The output should be exactly the lines from the one containing "every routed message." through the last line of the records, and only those.

# # # #

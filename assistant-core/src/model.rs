use serde::{Deserialize, Serialize};

/// What a user message is asking for.
#[derive(Debug, Clone, PartialEq, Eq)]
pub enum Intent {
    /// Current weather for a city.
    Weather(String),
    /// Encyclopedia summary for a topic.
    Encyclopedia(String),
    Time,
    /// Nothing matched; goes to the generative fallback.
    Chat,
}

/// First geocoding hit for a city query.
#[derive(Debug, Clone, PartialEq, Deserialize)]
pub struct Location {
    pub name: String,
    pub latitude: f64,
    pub longitude: f64,
    pub country: Option<String>,
}

#[derive(Debug, Clone, PartialEq)]
pub struct CurrentConditions {
    pub temperature: Option<f64>,
    pub temperature_unit: String,
    pub weather_code: Option<i64>,
}

#[derive(Debug, Clone, PartialEq, Eq, Deserialize)]
pub struct EncyclopediaPage {
    pub title: String,
    pub key: String,
}

#[derive(Debug, Clone, PartialEq, Eq)]
pub struct EncyclopediaSummary {
    pub title: String,
    pub extract: String,
    pub canonical_url: Option<String>,
}

/// The single reply produced for every routed message.
#[derive(Debug, Clone, PartialEq, Eq, Serialize)]
pub struct RouteReply {
    pub reply: String,
    pub status: u16,
}

impl RouteReply {
    pub fn ok(reply: impl Into<String>) -> Self {
        Self {
            reply: reply.into(),
            status: 200,
        }
    }

    pub fn bad_request(reply: impl Into<String>) -> Self {
        Self {
            reply: reply.into(),
            status: 400,
        }
    }

    pub fn internal_error(reply: impl Into<String>) -> Self {
        Self {
            reply: reply.into(),
            status: 500,
        }
    }

    pub fn is_ok(&self) -> bool {
        self.status == 200
    }
}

# # # #

Result of the task -
/// The single reply produced for every routed message.
#[derive(Debug, Clone, PartialEq, Eq, Serialize)]
pub struct RouteReply {
    pub reply: String,
    pub status: u16,
}

impl RouteReply {
    pub fn ok(reply: impl Into<String>) -> Self {
        Self {
            reply: reply.into(),
            status: 200,
        }
    }

    pub fn bad_request(reply: impl Into<String>) -> Self {
        Self {
            reply: reply.into(),
            status: 400,
        }
    }

    pub fn internal_error(reply: impl Into<String>) -> Self {
        Self {
            reply: reply.into(),
            status: 500,
        }
    }

    pub fn is_ok(&self) -> bool {
        self.status == 200
    }
}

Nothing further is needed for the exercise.